As always, money is also a factor; both the money to fund development of precision therapeutics in the first place, and assurance that those therapeutics will be covered by insurers when they reach the market.
“Who's funding this effort?” asked Tom Willis, CEO of Arima Genomics. “To get from a potentially useful biomarker, to be adopted in a clinical trial, to invest in the infrastructure to do that, to generate results, to get it on the market, to convince payers to pay for it - it's a long road and an expensive road. I think if we're asking investors to pay for that, the market is going to have to be pretty big at the end for them to bear the risk and time for that. And many of these are not.”
Here, again, oncology can show the way.
“Medicare’s approach to reimbursing precision medicine for cancer has been, I would say, pretty forward-looking,” Willis said. “Giving clear guidance as to what the coverage barriers are and the clarity around that allows companies to plan for them, and having a lot of reimbursement levels that allow companies to survive until they can build a larger reimbursement story or including private payers. So, I think there's a model that could be extended to other diseases as well.”

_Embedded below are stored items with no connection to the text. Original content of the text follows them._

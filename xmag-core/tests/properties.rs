//! Property tests for the per-frame arithmetic
//!
//! Every function on the frame path must stay in bounds for the whole
//! input domain, not just the values the unit tests pick.

use proptest::prelude::*;

use xmag_core::config::ZoomConfig;
use xmag_core::geometry::{compute_viewport, plan_viewport};
use xmag_core::indicator::led_pattern;
use xmag_core::input::{axis_to_coordinate, axis_to_zoom, decode, Buttons, InputState};

const SOURCE_W: u32 = 480;
const SOURCE_H: u32 = 320;

proptest! {
    #[test]
    fn viewport_stays_inside_source(
        center_x in 0i32..SOURCE_W as i32,
        center_y in 0i32..SOURCE_H as i32,
        zoom in 1u32..=15,
    ) {
        let vp = compute_viewport(center_x, center_y, zoom, SOURCE_W, SOURCE_H);
        prop_assert!(vp.window.width >= 1 && vp.window.height >= 1);
        prop_assert!(vp.window.end_x() <= SOURCE_W);
        prop_assert!(vp.window.end_y() <= SOURCE_H);
        prop_assert_eq!(vp.window.width, SOURCE_W / zoom);
        prop_assert_eq!(vp.window.height, SOURCE_H / zoom);
    }

    #[test]
    fn viewport_total_for_any_center(
        center_x in any::<i32>(),
        center_y in any::<i32>(),
        zoom in any::<u32>(),
        source_w in 0u32..4096,
        source_h in 0u32..4096,
    ) {
        let vp = compute_viewport(center_x, center_y, zoom, source_w, source_h);
        prop_assert!(vp.window.end_x() <= source_w);
        prop_assert!(vp.window.end_y() <= source_h);
    }

    #[test]
    fn viewport_is_pure(
        center_x in -1000i32..1000,
        center_y in -1000i32..1000,
        zoom in 1u32..=15,
    ) {
        let first = compute_viewport(center_x, center_y, zoom, SOURCE_W, SOURCE_H);
        let second = compute_viewport(center_x, center_y, zoom, SOURCE_W, SOURCE_H);
        prop_assert_eq!(first, second);
    }

    #[test]
    fn viewport_boundary_centers(zoom in 1u32..=15) {
        for (cx, cy) in [(0, 0), (SOURCE_W as i32 - 1, SOURCE_H as i32 - 1)] {
            let vp = compute_viewport(cx, cy, zoom, SOURCE_W, SOURCE_H);
            prop_assert!(vp.window.end_x() <= SOURCE_W);
            prop_assert!(vp.window.end_y() <= SOURCE_H);
        }
    }

    #[test]
    fn window_shrinks_with_zoom(a in 1u32..=15, b in 1u32..=15) {
        let (lo, hi) = if a <= b { (a, b) } else { (b, a) };
        let wide = compute_viewport(240, 160, lo, SOURCE_W, SOURCE_H);
        let narrow = compute_viewport(240, 160, hi, SOURCE_W, SOURCE_H);
        prop_assert!(narrow.window.width <= wide.window.width);
        prop_assert!(narrow.window.height <= wide.window.height);
    }

    #[test]
    fn decode_reproduces_fields(x in any::<u8>(), y in any::<u8>(), z in any::<u8>(), b in 0u8..8) {
        let raw = u32::from(x) | u32::from(y) << 8 | u32::from(z) << 16 | u32::from(b) << 24;
        let input = decode(raw);
        prop_assert_eq!(input, InputState {
            x_axis: x,
            y_axis: y,
            zoom_axis: z,
            buttons: Buttons::from_bits(b),
        });
    }

    #[test]
    fn decode_ignores_reserved_bits(raw in any::<u32>()) {
        prop_assert_eq!(decode(raw), decode(raw & 0x07FF_FFFF));
    }

    #[test]
    fn coordinate_stays_below_dimension(axis in any::<u8>(), dimension in 1u32..100_000) {
        prop_assert!(axis_to_coordinate(axis, dimension) < dimension);
    }

    #[test]
    fn zoom_stays_in_range(axis in any::<u8>(), min in 1u32..=8, extra in 0u32..=8) {
        let max = min + extra;
        let zoom = axis_to_zoom(axis, min, max);
        prop_assert!(zoom >= min && zoom <= max);
    }

    #[test]
    fn indicator_is_monotonic(z1 in 1u32..=15, z2 in 1u32..=15, leds in 1u32..=32) {
        let (lo, hi) = if z1 <= z2 { (z1, z2) } else { (z2, z1) };
        prop_assert!(led_pattern(lo, 1, 15, leds) <= led_pattern(hi, 1, 15, leds));
    }

    #[test]
    fn indicator_bits_are_contiguous(zoom in 1u32..=15, leds in 1u32..=32) {
        let mask = led_pattern(zoom, 1, 15, leds);
        prop_assert!(mask & 1 == 1);
        prop_assert_eq!(mask & mask.wrapping_add(1), 0);
        prop_assert!(mask.count_ones() <= leds);
    }

    #[test]
    fn planned_viewport_in_bounds(x in any::<u8>(), y in any::<u8>(), z in any::<u8>()) {
        let zoom = ZoomConfig { min: 2, max: 15 };
        let input = InputState { x_axis: x, y_axis: y, zoom_axis: z, buttons: Buttons::NONE };
        let vp = plan_viewport(&input, &zoom, SOURCE_W, SOURCE_H);
        prop_assert!(vp.zoom >= 2 && vp.zoom <= 15);
        prop_assert!(vp.window.end_x() <= SOURCE_W);
        prop_assert!(vp.window.end_y() <= SOURCE_H);
    }
}
//! Display bus abstraction
//!
//! The LCD accepts a stream of 16-bit pixels in raster order (row-major,
//! top-to-bottom, left-to-right) after a frame has been started. There is
//! no partial update: every frame writes every pixel.

/// Pixel stream into the display controller
pub trait DisplayBus {
    /// Start a new frame; the next pixel lands at the top-left corner
    fn begin_frame(&mut self);

    /// Write the next pixel of the current frame
    fn write_pixel(&mut self, value: u16);

    /// Write a run of pixels of the current frame
    ///
    /// The default implementation writes them one at a time.
    fn write_pixels(&mut self, values: &[u16]) {
        for &value in values {
            self.write_pixel(value);
        }
    }
}

impl<T: DisplayBus + ?Sized> DisplayBus for &mut T {
    fn begin_frame(&mut self) {
        (**self).begin_frame()
    }

    fn write_pixel(&mut self, value: u16) {
        (**self).write_pixel(value)
    }

    fn write_pixels(&mut self, values: &[u16]) {
        (**self).write_pixels(values)
    }
}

And, on the investor side, AI is making a difference by bringing down the costs of precision medicine research, according to Budinskaya, who cited the women’s health space as a prime example.
“We're at the stage in, let's say, second line endometriosis, for example, where we're still just collecting data,” she said. “And those capital requirements, if we did not have AI and if we did not have these multimodal data sets, would be so much higher. And I think that's one of the reasons why women's health has been receiving so much funding within the last couple of years.”